Piezas desajustadas de realidad. En Desmontando un elefante (2024), de Aitor Echevarría, una arquitecta, Marga (Emma Suarez), cuyos cimientos de realidad evidenciaron qué poco estables eran, retorna al escenario de realidad tras dos meses de ausencia en una clínica de rehabilitación por su adicción al alcohol. Su reenganche de adaptación se sustenta en la observación minuciosa de las rutinas. Ella misma verbaliza las acciones que realiza como si fuera la letanía necesaria para mantenerse en el rail de realidad como una funambulista que necesita funcionar como autómata para no recaer en una adicción que no era sino el síntoma de su desajuste. Su rostro, cuando se mira en el espejo, refleja su derrumbe interior. Su rostro parece asolado en todo momento por la gravedad de quien se ha precipitado en el vacío.

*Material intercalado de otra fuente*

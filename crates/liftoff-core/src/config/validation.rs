//! Configuration validation

use tracing::debug;

use crate::error::{ConfigError, Result};
use crate::variant::Variant;

use super::types::Config;

/// Validate configuration
pub fn validate_config(config: &Config) -> Result<()> {
    debug!("validating configuration");
    validate_project(config)?;
    validate_secrets(config)?;
    validate_publish(config)?;
    validate_pipeline(config)?;
    debug!("configuration validation passed");
    Ok(())
}

fn invalid(field: impl Into<String>, message: impl Into<String>) -> crate::error::LiftoffError {
    ConfigError::InvalidValue {
        field: field.into(),
        message: message.into(),
    }
    .into()
}

fn validate_project(config: &Config) -> Result<()> {
    let project = &config.project;

    if project.name.is_empty() {
        return Err(invalid("project.name", "project name cannot be empty"));
    }

    if project.image.is_empty() {
        return Err(invalid("project.image", "docker image cannot be empty"));
    }

    if project.max_run_time == 0 {
        return Err(invalid("project.max_run_time", "must be greater than zero"));
    }

    if project.perf_max_run_time == 0 {
        return Err(invalid("project.perf_max_run_time", "must be greater than zero"));
    }

    Ok(())
}

fn validate_secrets(config: &Config) -> Result<()> {
    for (i, secret) in config.effective_secrets().iter().enumerate() {
        if secret.name.is_empty() || secret.key.is_empty() || secret.target.is_empty() {
            return Err(invalid(
                format!("secrets[{}]", i),
                "name, key and target are required",
            ));
        }
    }

    Ok(())
}

fn validate_publish(config: &Config) -> Result<()> {
    if config.publish.enabled && config.publish.track.is_empty() {
        return Err(invalid("publish.track", "track cannot be empty"));
    }

    Ok(())
}

fn validate_pipeline(config: &Config) -> Result<()> {
    let pipeline = &config.pipeline;

    if pipeline.architectures.is_empty() {
        return Err(invalid(
            "pipeline.architectures",
            "at least one architecture is required",
        ));
    }

    if pipeline.build_type.is_empty() {
        return Err(invalid("pipeline.build_type", "build type cannot be empty"));
    }

    let mut variants = vec![(
        "pipeline.check_variant".to_string(),
        pipeline.check_variant.as_str(),
    )];
    variants.extend(
        pipeline
            .extra_variants
            .iter()
            .enumerate()
            .map(|(i, v)| (format!("pipeline.extra_variants[{}]", i), v.as_str())),
    );

    for (field, name) in variants {
        let variant = Variant::decode(name).map_err(|e| invalid(field.clone(), e.to_string()))?;
        variant.kind().map_err(|e| invalid(field, e.to_string()))?;
    }

    for (i, test) in pipeline.performance_tests.iter().enumerate() {
        if test.test.is_empty() || test.symbol.is_empty() {
            return Err(invalid(
                format!("pipeline.performance_tests[{}]", i),
                "test name and symbol are required",
            ));
        }
        if !pipeline.architectures.contains(&test.architecture) {
            return Err(invalid(
                format!("pipeline.performance_tests[{}].architecture", i),
                format!("{} is not built by the release build", test.architecture),
            ));
        }
    }

    if !pipeline.performance_tests.is_empty() && pipeline.harness_index_path.is_empty() {
        return Err(invalid(
            "pipeline.harness_index_path",
            "required when performance tests are configured",
        ));
    }

    Ok(())
}

#[cfg(test)]
mod tests {
    use super::*;
    use crate::config::PerformanceTestConfig;
    use crate::variant::Architecture;

    #[test]
    fn test_validate_default_config() {
        let config = Config::default();
        assert!(validate_config(&config).is_ok());
    }

    #[test]
    fn test_validate_empty_project_name() {
        let mut config = Config::default();
        config.project.name = String::new();
        assert!(validate_config(&config).is_err());
    }

    #[test]
    fn test_validate_unknown_check_variant() {
        let mut config = Config::default();
        config.pipeline.check_variant = "mipsDebug".to_string();
        let err = validate_config(&config).unwrap_err();
        assert!(err.to_string().contains("pipeline.check_variant"));
    }

    #[test]
    fn test_validate_unmapped_extra_variant() {
        let mut config = Config::default();
        config.pipeline.extra_variants = vec!["armCanary".to_string()];
        let err = validate_config(&config).unwrap_err();
        assert!(err.to_string().contains("pipeline.extra_variants[0]"));
    }

    #[test]
    fn test_validate_no_architectures() {
        let mut config = Config::default();
        config.pipeline.architectures.clear();
        assert!(validate_config(&config).is_err());
    }

    #[test]
    fn test_validate_performance_test_requires_symbol() {
        let mut config = Config::default();
        config.pipeline.performance_tests.push(PerformanceTestConfig {
            test: "raptor-speedometer".to_string(),
            architecture: Architecture::Arm,
            symbol: String::new(),
            force_64bit: false,
            extra_options: Vec::new(),
        });
        assert!(validate_config(&config).is_err());
    }

    #[test]
    fn test_validate_performance_test_architecture_must_be_built() {
        let mut config = Config::default();
        config.pipeline.architectures = vec![Architecture::Aarch64];
        config.pipeline.performance_tests.push(PerformanceTestConfig {
            test: "raptor-speedometer".to_string(),
            architecture: Architecture::Arm,
            symbol: "sp".to_string(),
            force_64bit: false,
            extra_options: Vec::new(),
        });
        let err = validate_config(&config).unwrap_err();
        assert!(err.to_string().contains("performance_tests[0].architecture"));
    }
}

Sus ocasionales sonrisas, sociales, son el camuflaje que disimula su ausencia en vida, un edificio de emociones sin consistentes emociones. La mirada grave de quien perdió el gusto por la vida, o cómo saber ajustarse a una coreografía que se correspondiera con un impulso vital. Su mirada grave es el vacío de privación de ilusión.
Una bailarina, Blanca (Natalia de Molina), siente que está perdiendo el paso. Teme que su madre, Marga, recaiga, y pierda el rumbo de nuevo. Durante demasiado tiempo convivió con dos mujeres en una, la sobria y la ebría, hasta tal punto que no sabe cuál era la real. No quiere que su madre se desoriente. No confía de hecho en que no lo haga. Se convierte en celosa guardiana preocupada por cualquier indicio que pudiera anunciar la recaida. Es cuestionada por su hermana mayor, ya que piensa que su preocupación es excesiva, es un celo absorbente, no le deja volar a su madre sola. Esa ansiedad se torna en particular temblor que afecta a su propio trabajo como bailarina. En el primer ensayo se equivoca, realiza un movimiento que debería ser después. Está desajustada porque su realidad es también la de su madre, se siente dividida. La dirección de su mirada, de su atención, se bifurca, y se desorienta. No vive su vida sino la de su madre.
La narración de Desmontando un elefante se define por la concisión y la austeridad. El primer plano inicial es ya indicativo. Un dilatado plano de la madre dormida sentada en un sofá. Se escucha cómo llega su hija menor, y cómo en segundo término de encuadre, desenfocado, se percata de que hay fuego en la cocina. Esa separación de términos, por enfoque y desenfoque, expone una distancia, un desencuentro. La duración del encuadre acorde a cómo es una realidad que se ha engarfiado en sus vidas desde demasiado tiempo atrás, como una circunstancia que se prefería mantener en un fuera de campo hasta que se agravó de tal modo que necesitó un proceso de rehabilitación. Durante demasiado tiempo se convive con brechas cuya realidad se niega, como una representación que se sostiene sobre unas rutinas. Como si se eliptizara lo que no se prefiere mirar de frente, o no se sabe cómo exponer. La misma narración resulta elíptica. Cambios radicales se insinúan, o se sugieren a través de alucinaciones que exponen cómo la relación con la realidad, de Marga, se quebró, y resulta difícil contener esas brechas con la minuciosa enunciación de las rutinas, como si se pudiera vivir en el relato de las acciones, de los pasos de bailes mecánicos, que se realiza para no mirar demasiado tiempo al vacío en que siente que su vida sostiene. No soporta a su marido, un cirujano, Mario (Dario Grandinetti), ni son suficientes los puzzles con los que intentar distraerse y olvidarse de esa desazón vital que la domina. Las piezas en su realidad no parecen poder ajustarse. Y necesita asistencia. Pero su circunstancia afecta a otras circunstancias vitales, como es el caso de su hija menor, Blanca, que siente que tropieza, como si la preocupación por su madre se convirtiera en un agujero negro que la absorbe y neutralizara su vida como una infección que la privara de su propia capacidad para dar los pasos, en la realidad, que su voluntad desea. El elefante necesita ser desmontado y expuesto para que no haya más miradas que nieguen lo que es y lo que no puede ser, y obstaculicen cuál es la relación con la realidad que cada uno elije.